//! Settings store
//!
//! Four independent booleans, each with its own key and default. There is
//! no cross-field invariant; each is read and written on its own.

use crate::data::storage::KvBackend;
use crate::error::Result;
use std::sync::Arc;

const NOTIFICATIONS_KEY: &str = "settings.notifications";
const PUSH_KEY: &str = "settings.push";
const VIBRATION_KEY: &str = "settings.vibration";
const SOUND_EFFECTS_KEY: &str = "settings.soundEffects";

/// The user-facing boolean settings
#[derive(Debug, Clone, Copy, PartialEq, Eq)]
pub enum Toggle {
    Notifications,
    Push,
    Vibration,
    SoundEffects,
}

impl Toggle {
    pub const ALL: [Toggle; 4] = [
        Toggle::Notifications,
        Toggle::Push,
        Toggle::Vibration,
        Toggle::SoundEffects,
    ];

    /// Storage key for this toggle
    pub fn key(self) -> &'static str {
        match self {
            Toggle::Notifications => NOTIFICATIONS_KEY,
            Toggle::Push => PUSH_KEY,
            Toggle::Vibration => VIBRATION_KEY,
            Toggle::SoundEffects => SOUND_EFFECTS_KEY,
        }
    }

    /// Value reported when nothing has been stored yet
    pub fn default_on(self) -> bool {
        matches!(self, Toggle::Notifications | Toggle::SoundEffects)
    }

    /// Human-readable label
    pub fn label(self) -> &'static str {
        match self {
            Toggle::Notifications => "Notifications",
            Toggle::Push => "Push",
            Toggle::Vibration => "Vibration",
            Toggle::SoundEffects => "Sound Effects",
        }
    }
}

/// Boolean settings over the shared backend
pub struct SettingsStore {
    backend: Arc<dyn KvBackend>,
}

impl SettingsStore {
    pub fn new(backend: Arc<dyn KvBackend>) -> Self {
        Self { backend }
    }

    /// Current value, falling back to the toggle's default when unset
    pub fn get(&self, toggle: Toggle) -> Result<bool> {
        Ok(self
            .backend
            .get_bool(toggle.key())?
            .unwrap_or(toggle.default_on()))
    }

    pub fn set(&self, toggle: Toggle, value: bool) -> Result<()> {
        self.backend.set_bool(toggle.key(), value)
    }
}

☆ ☆ ☆ ☆ ☆ ☆ ☆

**ASSIGNMENT**
Please transcribe the records exactly from their first line through the line holding "const NOTIFICATIONS_KEY: &str", and leave out all others.

**SOLUTION BELOW**
//! Settings store
//!
//! Four independent booleans, each with its own key and default. There is
//! no cross-field invariant; each is read and written on its own.

use crate::data::storage::KvBackend;
use crate::error::Result;
use std::sync::Arc;

const NOTIFICATIONS_KEY: &str = "settings.notifications";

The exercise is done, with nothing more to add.